Among the technologies that attract a lot of interest for business owners are facial recognition and emotion recognition algorithms. These two are tightly related as emotion recognition is the natural progression for facial recognition. However, there are problems in this regard that we’ll return to later in the article.

Infographic: emotion recognition technology today

Today, the emotion recognition market is estimated to grow exponentially in the next five years, from $19.5 billion in 2020 to $37.1 billion in 2026. Other sources name an even higher number of $85 billion that could be reached in 2025. These estimations demonstrate the growing business need that exists despite the obvious and hidden flaws of the current emotion recognition technology.

In our new article, we take a look at what emotion recognition is, how it works, how it can be used, and also the problems that surround this technology.

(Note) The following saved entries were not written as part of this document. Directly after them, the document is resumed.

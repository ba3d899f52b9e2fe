use soroban_sdk::{contracttype, symbol_short, Address, Env};

// ==================== Event Payload Structs ====================
// Published under the ("NOTIFY", symbol_short!("…")) topic pair.

#[derive(Clone)]
#[contracttype]
pub struct NotificationCreatedEvent {
    pub notif_id: u64,
    pub recipient: Address,
    pub sender: Address,
    /// NotificationType repr value.
    pub notif_type: u32,
    /// NotificationPriority repr value.
    pub priority: u32,
    pub reference_id: Option<u64>,
    pub timestamp: u64,
}

#[derive(Clone)]
#[contracttype]
pub struct NotificationStatusEvent {
    pub notif_id: u64,
    pub user: Address,
    pub timestamp: u64,
}

#[derive(Clone)]
#[contracttype]
pub struct SenderEvent {
    pub sender: Address,
    pub admin: Address,
    /// true = authorized, false = revoked.
    pub authorized: bool,
    pub timestamp: u64,
}

#[derive(Clone)]
#[contracttype]
pub struct PreferencesEvent {
    pub user: Address,
    pub enabled: bool,
    /// NotificationPriority repr value.
    pub min_priority: u32,
    pub timestamp: u64,
}

// ==================== Emit Functions ====================

pub fn emit_created(
    env: &Env,
    notif_id: u64,
    recipient: Address,
    sender: Address,
    notif_type: u32,
    priority: u32,
    reference_id: Option<u64>,
) {
    env.events().publish(
        ("NOTIFY", symbol_short!("NTF_NEW")),
        NotificationCreatedEvent {
            notif_id,
            recipient,
            sender,
            notif_type,
            priority,
            reference_id,
            timestamp: env.ledger().timestamp(),
        },
    );
}

pub fn emit_read(env: &Env, notif_id: u64, user: Address) {
    env.events().publish(
        ("NOTIFY", symbol_short!("NTF_RD")),
        NotificationStatusEvent {
            notif_id,
            user,
            timestamp: env.ledger().timestamp(),
        },
    );
}

pub fn emit_archived(env: &Env, notif_id: u64, user: Address) {
    env.events().publish(
        ("NOTIFY", symbol_short!("NTF_ARC")),
        NotificationStatusEvent {
            notif_id,
            user,
            timestamp: env.ledger().timestamp(),
        },
    );
}

pub fn emit_sender_added(env: &Env, sender: Address, admin: Address) {
    env.events().publish(
        ("NOTIFY", symbol_short!("SNDR_ADD")),
        SenderEvent {
            sender,
            admin,
            authorized: true,
            timestamp: env.ledger().timestamp(),
        },
    );
}

pub fn emit_sender_removed(env: &Env, sender: Address, admin: Address) {
    env.events().publish(
        ("NOTIFY", symbol_short!("SNDR_RMV")),
        SenderEvent {
            sender,
            admin,
            authorized: false,
            timestamp: env.ledger().timestamp(),
        },
    );
}

pub fn emit_preferences_updated(env: &Env, user: Address, enabled: bool, min_priority: u32) {
    env.events().publish(
        ("NOTIFY", symbol_short!("PREF_UPD")),
        PreferencesEvent {
            user,
            enabled,
            min_priority,
            timestamp: env.ledger().timestamp(),
        },
    );
}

Let’s dive in!

What Is Emotion Recognition Artificial Intelligence?

AI reading human faces to recognize emotions

Emotion recognition is the natural progression of facial recognition technology. Currently, emotion detection (or mood detection, as it is also known) is based on the universal emotion theory that has a set of six “basic” emotions: fear, anger, happiness, sadness, disgust, and surprise. This theory was proposed, researched, and defended by Paul Ekman, a well-known American psychologist.

Some algorithms may have a seventh emotion, like Microsoft’s Face API that has contempt added to the algorithm. This traditional approach, however, is sometimes seen as lacking and incomplete by researchers engaged in this area of human psychology.

So basically what emotion recognition algorithms do is predict the emotion of a person based on their facial expression at the moment. This allows estimating the user reaction to certain content, offered products, the engagement in the process, etc. (depending on the area of implementation of the emotion recognition algorithm). Let’s dive a little deeper into the inner workings of such algorithms.

Inside Out: How Do Emotion Recognition AI Algorithms Work?

How emotion recognition works

The process of building an emotion recognition model, like any other AI project, starts with project planning and data collection. You can read more about the stages of an AI project and the collection of datasets in our dedicated articles.

Let’s stop for a while on the data collected for an emotion recognition model. It is an essential (and most laborious) part of the future algorithm as it requires a lot of time and effort to be collected, processed, secured, and annotated. This data is required to train the emotion recognition model, which is basically a process that allows the machine to understand how to interpret the data you show to it.

Naturally, for the proper work of an emotion recognition algorithm, you need to ensure the data you collect is of high quality, devoid of blind spots and biases. When collecting the data, it’s useful to remember the major governing principle for this process: garbage in—garbage out. If you feed low-quality data into your algorithm, you shouldn’t expect any high-quality predictions.

Let’s say you’ve collected 10.000 photos of people in different emotional states. A blind spot would be having no Asian, Middle Eastern, or Latin people in the dataset. A bias would be collecting photos of men only with frowning or smiling faces. Either case would lead to the inability of a computer to understand and predict these corner cases that the algorithm will see in real life.

Then there’s the process of data annotation aka data labeling that helps to translate our vision of the data into a machine-readable format. This is achieved by the addition of meaningful labels to each data piece. What does this mean for an emotion recognition algorithm?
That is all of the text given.